Entreprise. Aux origines de la révolution Amazon



Depuis son lancement en 1994, Amazon, l’entreprise créée par Jeff Bezos, a impulsé de nouveaux modes de consommation. Mais à quel prix ? The Seattle Times, quotidien de la ville où se trouve le siège du géant, dresse un bilan contrasté.

Il y a vingt ans, en mai 1997, Amazon entrait en Bourse, au prix initial de 18 dollars. En 1994, Jeff Bezos avait d’abord fondé le site nommé Cadabra.com, depuis la maison qu’il louait à Bellevue [une ville en banlieue de Seattle], avant d’emménager dans une copropriété du quartier de SoDo. À l’issue de la première journée de transactions, le père d’Amazon pesait déjà 290 millions de dollars.

Si vous aviez eu vent de l’offre publique, votre investissement de 10 000 dollars vaudrait aujourd’hui près de 5 millions.

Andrew Ross Sorkin, chroniqueur financier au New York Times connu pour ses flatteries envers les riches et les puissants, ne tarit pas d’éloges sur Jeff Bezos : “Depuis vingt ans, les sceptiques ont passé leur temps à calomnier le fondateur d’Amazon, Jeff Bezos, et à tenter d’anticiper ses décisions. Il a été taxé de ‘monopoliste’, d’‘ennemi numéro un de la littérature’, de ‘fraudeur fiscal international’, de patron invivable et impitoyable et – plus d’une fois – de ‘Lex Luthor’ [ennemi juré de Superman]. En fait, Jeff Bezos peut légitimement se vanter d’avoir changé notre mode de vie.”

Nombre de crapules pourraient sans doute en dire autant. Mais Jeff Bezos n’est pas une crapule. Les États-Unis lui devraient plutôt une fière chandelle : il a sauvé le Washington Post et soutenu l’indispensable travail de journalisme de ce quotidien.

On peut également louer sa volonté de s’opposer à l’état d’esprit qui règne actuellement à Wall Street : l’idée selon laquelle il faut rafler tout, tout de suite.

Néanmoins, transformer notre mode de vie a un prix, en particulier pour Seattle, qui abrite le siège d’Amazon.
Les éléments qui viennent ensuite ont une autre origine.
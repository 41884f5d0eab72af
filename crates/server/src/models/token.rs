//! Email verification token model.

use chrono::{DateTime, Utc};

use brightclass_core::{AccountId, AccountKind};

/// A single-use email verification token.
///
/// Issued at signup, consumed (deleted) on successful verification, or left
/// to expire. The token value is 32 lowercase hex characters (128 random
/// bits), so guessing is infeasible.
#[derive(Debug, Clone)]
pub struct VerificationToken {
    /// The opaque token value (primary key).
    pub token: String,
    /// Account the token verifies.
    pub account_id: AccountId,
    /// Portal the token belongs to.
    pub kind: AccountKind,
    /// Email the token was sent to.
    pub email: String,
    /// When the token was issued.
    pub created_at: DateTime<Utc>,
    /// When the token stops being redeemable.
    pub expires_at: DateTime<Utc>,
}

impl VerificationToken {
    /// Returns true if the token is past its expiry at `now`.
    #[must_use]
    pub fn is_expired_at(&self, now: DateTime<Utc>) -> bool {
        now > self.expires_at
    }

    /// Returns true if the token is past its expiry.
    #[must_use]
    pub fn is_expired(&self) -> bool {
        self.is_expired_at(Utc::now())
    }
}

#[cfg(test)]
#[allow(clippy::unwrap_used)]
mod tests {
    use chrono::Duration;

    use super::*;

    fn token_expiring_at(expires_at: DateTime<Utc>) -> VerificationToken {
        VerificationToken {
            token: "a".repeat(32),
            account_id: AccountId::new(1),
            kind: AccountKind::Staff,
            email: "staff@example.com".to_string(),
            created_at: expires_at - Duration::hours(24),
            expires_at,
        }
    }

    #[test]
    fn test_not_expired_before_deadline() {
        let now = Utc::now();
        let token = token_expiring_at(now + Duration::hours(1));
        assert!(!token.is_expired_at(now));
    }

    #[test]
    fn test_expired_after_deadline() {
        let now = Utc::now();
        let token = token_expiring_at(now - Duration::seconds(1));
        assert!(token.is_expired_at(now));
    }

    #[test]
    fn test_boundary_is_not_expired() {
        // expires_at itself is still redeemable; only now > expires_at fails
        let now = Utc::now();
        let token = token_expiring_at(now);
        assert!(!token.is_expired_at(now));
    }
}
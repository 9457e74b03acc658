use std::path::{Path, PathBuf};

use anyhow::Context;
use clap::{CommandFactory, Parser, Subcommand};

use bitext_loom::config;
use bitext_loom::embed::{DiskCachedProvider, EmbeddingProvider, HashedEmbedder};
use bitext_loom::epub::{extract_epub, filter_chapters, write_stage_files};
use bitext_loom::pipeline::{align_batch, pair_files};
use bitext_loom::progress::ConsoleProgress;
use bitext_loom::report::{load_groups, resolve_langs, write_html_report, write_tmx};

#[derive(Parser, Debug)]
#[command(name = "bitext-loom")]
#[command(about = "EPUB chapter extraction and bilingual sentence alignment", long_about = None)]
#[command(version)]
struct Args {
    /// Config file path (default: search for bitext-loom.toml upwards)
    #[arg(long, global = true)]
    config: Option<PathBuf>,

    /// Suppress progress output on stderr
    #[arg(short, long, global = true)]
    quiet: bool,

    /// Write a commented default config, then exit
    #[arg(long)]
    init_config: bool,

    /// Directory for --init-config (default: current directory)
    #[arg(long, value_name = "DIR")]
    init_config_dir: Option<PathBuf>,

    #[command(subcommand)]
    command: Option<Command>,
}

#[derive(Subcommand, Debug)]
enum Command {
    /// Extract chapter text from EPUB books into staged line files
    Extract {
        /// Input .epub files
        #[arg(short, long, value_name = "EPUB", required = true)]
        input: Vec<PathBuf>,

        /// Output directory (one subdirectory per book)
        #[arg(short, long, value_name = "DIR")]
        output: PathBuf,

        /// Fraction of a book's characters that may be shed as short chapters
        #[arg(long)]
        threshold: Option<f64>,

        /// Chapters at least this many characters long are always kept
        #[arg(long)]
        min_keep_len: Option<usize>,
    },

    /// Align staged chapter files sentence-by-sentence
    Align {
        /// Source-language chapter files, paired with targets by sorted order
        #[arg(short = 's', long, value_name = "FILE", required = true)]
        source: Vec<PathBuf>,

        /// Target-language chapter files
        #[arg(short = 't', long, value_name = "FILE", required = true)]
        target: Vec<PathBuf>,

        /// Output directory for aligned JSON
        #[arg(short, long, value_name = "DIR")]
        output: PathBuf,

        /// global | windowed | auto
        #[arg(long)]
        strategy: Option<String>,

        /// Largest sentence group on either side of one alignment
        #[arg(short = 'm', long)]
        max_align_size: Option<usize>,

        /// Half-width of the fine search band (windowed)
        #[arg(short = 'w', long)]
        window: Option<usize>,

        /// Nearest coarse neighbors per unit (windowed)
        #[arg(short = 'k', long)]
        top_k: Option<usize>,

        /// Cost of leaving one sentence unmatched
        #[arg(long)]
        deletion_penalty: Option<f64>,

        /// Per-pair time limit in seconds (0 = none)
        #[arg(long)]
        timeout_secs: Option<u64>,

        /// Worker threads for the pair batch (0 = all cores)
        #[arg(long)]
        threads: Option<usize>,

        /// GGUF embedding model (requires a build with the native feature)
        #[arg(long, value_name = "GGUF")]
        model: Option<PathBuf>,

        /// Cache sentence embeddings in this JSON file between runs
        #[arg(long, value_name = "JSON")]
        embed_cache: Option<PathBuf>,
    },

    /// Render aligned JSON into review HTML and TMX memories
    Report {
        /// Aligned .json files
        #[arg(short, long, value_name = "JSON", required = true)]
        input: Vec<PathBuf>,

        /// Output directory (default: next to each input)
        #[arg(short, long, value_name = "DIR")]
        output: Option<PathBuf>,

        /// html | tmx | both
        #[arg(long, default_value = "html")]
        format: String,

        /// Source language code (default: config, else detected)
        #[arg(long)]
        src_lang: Option<String>,

        /// Target language code (default: config, else detected)
        #[arg(long)]
        tgt_lang: Option<String>,
    },
}

fn main() -> anyhow::Result<()> {
    let args = Args::parse();
    let progress = ConsoleProgress::new(!args.quiet);

    if args.init_config {
        let dir = args
            .init_config_dir
            .clone()
            .unwrap_or_else(|| std::env::current_dir().unwrap_or_else(|_| PathBuf::from(".")));
        let cfg_path = config::init_default_config(&dir).context("init default config")?;
        eprintln!("Wrote config: {}", cfg_path.display());
        return Ok(());
    }

    let command = match args.command {
        Some(command) => command,
        None => {
            let mut cmd = Args::command();
            cmd.print_help().context("print help")?;
            eprintln!(
                "\n\nTIPS:\n  - extract two editions of the same book, then align the staged chapters:\n      bitext-loom extract -i original.epub -o staged/\n      bitext-loom align -s 'staged/original/*.stage1' -t 'staged/translation/*.stage1' -o aligned/\n  - config search: bitext-loom.toml (upwards); --init-config writes a template.\n"
            );
            return Ok(());
        }
    };

    let (cfg, cfg_path) = config::load_or_default(args.config.as_deref())?;
    if let Some(path) = &cfg_path {
        progress.info(format!("config: {}", path.display()));
    }

    match command {
        Command::Extract {
            input,
            output,
            threshold,
            min_keep_len,
        } => {
            let mut section = cfg.extract.clone();
            if let Some(v) = threshold {
                section.threshold = v;
            }
            if let Some(v) = min_keep_len {
                section.min_keep_len = v;
            }
            run_extract(&input, &output, section.threshold, section.min_keep_len, &progress)
        }
        Command::Align {
            source,
            target,
            output,
            strategy,
            max_align_size,
            window,
            top_k,
            deletion_penalty,
            timeout_secs,
            threads,
            model,
            embed_cache,
        } => {
            let mut section = cfg.align.clone();
            if let Some(v) = strategy {
                section.strategy = v;
            }
            if let Some(v) = max_align_size {
                section.max_align_size = v;
            }
            if let Some(v) = window {
                section.window = v;
            }
            if let Some(v) = top_k {
                section.top_k = v;
            }
            if let Some(v) = deletion_penalty {
                section.deletion_penalty = v;
            }
            if let Some(v) = timeout_secs {
                section.timeout_secs = v;
            }
            let threads = threads.unwrap_or(cfg.batch.threads);
            run_align(
                &source,
                &target,
                &output,
                &section,
                threads,
                model.as_deref(),
                embed_cache.as_deref(),
                &progress,
            )
        }
        Command::Report {
            input,
            output,
            format,
            src_lang,
            tgt_lang,
        } => {
            let mut section = cfg.report.clone();
            if let Some(v) = src_lang {
                section.src_lang = v;
            }
            if let Some(v) = tgt_lang {
                section.tgt_lang = v;
            }
            run_report(&input, output.as_deref(), &format, &section, &progress)
        }
    }
}

fn run_extract(
    inputs: &[PathBuf],
    out_dir: &Path,
    threshold: f64,
    min_keep_len: usize,
    progress: &ConsoleProgress,
) -> anyhow::Result<()> {
    for book in inputs {
        let chapters = extract_epub(book, progress)?;
        let total = chapters.len();
        let kept = filter_chapters(chapters, threshold, min_keep_len);
        let stem = book
            .file_stem()
            .and_then(|s| s.to_str())
            .unwrap_or("book");
        let dir = out_dir.join(stem);
        let written = write_stage_files(&kept, &dir)?;
        progress.info(format!(
            "{}: staged {} of {} chapters in {}",
            book.display(),
            written.len(),
            total,
            dir.display()
        ));
    }
    Ok(())
}

#[allow(clippy::too_many_arguments)]
fn run_align(
    source: &[PathBuf],
    target: &[PathBuf],
    out_dir: &Path,
    section: &config::AlignSection,
    threads: usize,
    model: Option<&Path>,
    embed_cache: Option<&Path>,
    progress: &ConsoleProgress,
) -> anyhow::Result<()> {
    let strategy = section.strategy()?;
    let align_config = section.align_config();
    align_config.validate()?;

    let provider = build_provider(model, embed_cache)?;
    progress.info(format!(
        "embeddings: {} ({} dims)",
        provider.as_dyn().signature(),
        provider.as_dyn().dimension()
    ));

    let pairs = pair_files(source, target, progress);
    if pairs.is_empty() {
        anyhow::bail!("no chapter pairs to align");
    }

    let summary = align_batch(
        &pairs,
        out_dir,
        strategy,
        &align_config,
        provider.as_dyn(),
        threads,
        progress,
    )?;
    provider.save()?;
    progress.info(format!(
        "aligned {} pairs ({} failed) into {}",
        summary.aligned,
        summary.failed,
        out_dir.display()
    ));
    Ok(())
}

fn run_report(
    inputs: &[PathBuf],
    out_dir: Option<&Path>,
    format: &str,
    section: &config::ReportSection,
    progress: &ConsoleProgress,
) -> anyhow::Result<()> {
    let (want_html, want_tmx) = match format {
        "html" => (true, false),
        "tmx" => (false, true),
        "both" => (true, true),
        other => anyhow::bail!("unknown report format {other:?}, expected html, tmx or both"),
    };
    if let Some(dir) = out_dir {
        std::fs::create_dir_all(dir)
            .with_context(|| format!("create output directory {}", dir.display()))?;
    }

    for input in inputs {
        let groups = load_groups(input)?;
        let (src_lang, tgt_lang) = resolve_langs(&groups, &section.src_lang, &section.tgt_lang);
        let stem = input
            .file_stem()
            .and_then(|s| s.to_str())
            .unwrap_or("alignment");
        let base = match out_dir {
            Some(dir) => dir.join(stem),
            None => input.with_extension(""),
        };
        if want_html {
            let out = base.with_extension("html");
            write_html_report(&groups, stem, &src_lang, &tgt_lang, &out)?;
            progress.info(format!("wrote {}", out.display()));
        }
        if want_tmx {
            let out = base.with_extension("tmx");
            write_tmx(&groups, &src_lang, &tgt_lang, &out)?;
            progress.info(format!("wrote {}", out.display()));
        }
    }
    Ok(())
}

/// The embedding stack for one align run: a base provider, optionally
/// wrapped in the on-disk cache.
enum Provider {
    Plain(Box<dyn EmbeddingProvider>),
    Cached(DiskCachedProvider),
}

impl Provider {
    fn as_dyn(&self) -> &dyn EmbeddingProvider {
        match self {
            Provider::Plain(p) => p.as_ref(),
            Provider::Cached(c) => c,
        }
    }

    fn save(&self) -> anyhow::Result<()> {
        match self {
            Provider::Plain(_) => Ok(()),
            Provider::Cached(c) => c.save(),
        }
    }
}

fn build_provider(model: Option<&Path>, cache: Option<&Path>) -> anyhow::Result<Provider> {
    let base: Box<dyn EmbeddingProvider> = match model {
        Some(path) => native_provider(path)?,
        None => Box::new(HashedEmbedder::default()),
    };
    Ok(match cache {
        Some(path) => Provider::Cached(DiskCachedProvider::open(base, path)?),
        None => Provider::Plain(base),
    })
}

#[cfg(feature = "native")]
fn native_provider(path: &Path) -> anyhow::Result<Box<dyn EmbeddingProvider>> {
    Ok(Box::new(bitext_loom::embed::NativeEmbedder::load(path)?))
}

#[cfg(not(feature = "native"))]
fn native_provider(_path: &Path) -> anyhow::Result<Box<dyn EmbeddingProvider>> {
    anyhow::bail!("--model requires a build with the `native` feature")
}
À l’heure où la société fête son vingtième anniversaire, il est temps de dresser le bilan.

Amazon aurait eu beaucoup plus de mal à survivre et à se développer si l’entreprise avait été logée à la même enseigne que ses concurrents du monde matériel. Eux ont dû payer des impôts sur leurs bénéfices tandis qu’Amazon, pendant une bonne partie de son existence, en a été exonéré.

La perte de ces recettes a causé du tort à la population et aux États, qui souffraient déjà de la mode des cadeaux fiscaux aux plus riches, sans oublier la fermeture de nombreuses librairies de quartier, lieux essentiels à la vie citoyenne et à l’emploi. Des lieux qui représentent également une forme d’authenticité de nature à séduire bien des visiteurs, attirés dans des villes comme Seattle.

Amazon n’aurait jamais pu devenir le géant aux multiples facettes qu’il est aujourd’hui s’il avait dû s’adapter aux réglementations de l’Amérique du milieu du XXe siècle : commerce équitable, lois antitrust, syndicats, taux d’imposition élevés.

Et sans Internet, créé par les autorités fédérales et financé par les impôts, pas de vitrine virtuelle pour l’entreprise. La recherche, aux frais du contribuable, a également été indispensable à la révolution informatique qui fournit les algorithmes dont Amazon dépend pour une bonne partie de son activité. Certes, Jeff Bezos est brillant, énergique et inspiré, et sa nature exigeante est légendaire. Néanmoins, son succès ne peut être dissocié de l’époque si particulière dans laquelle il s’inscrit.

Amazon a détrôné Walmart

Une époque déjà marquée par le concept des supermarchés du géant Walmart, qui a prouvé qu’une stratégie fondée sur de grandes dimensions – tant qu’elles ne sont pas limitées par les réglementations mises en place dans l’intérêt général – et accompagnée de prix bas a pour résultat une domination du marché. Ceux qui en font les frais, ce sont les petits commerçants ruinés par “la Bête de Bentonville” [la ville où se trouve le siège de Walmart, leader mondial de la grande distribution] et les travailleurs américains victimes d’un déclassement social en raison de l’essor du modèle Walmart [des prix imbattables, pour des produits fabriqués dans des pays où le coût de la main-d’œuvre est faible].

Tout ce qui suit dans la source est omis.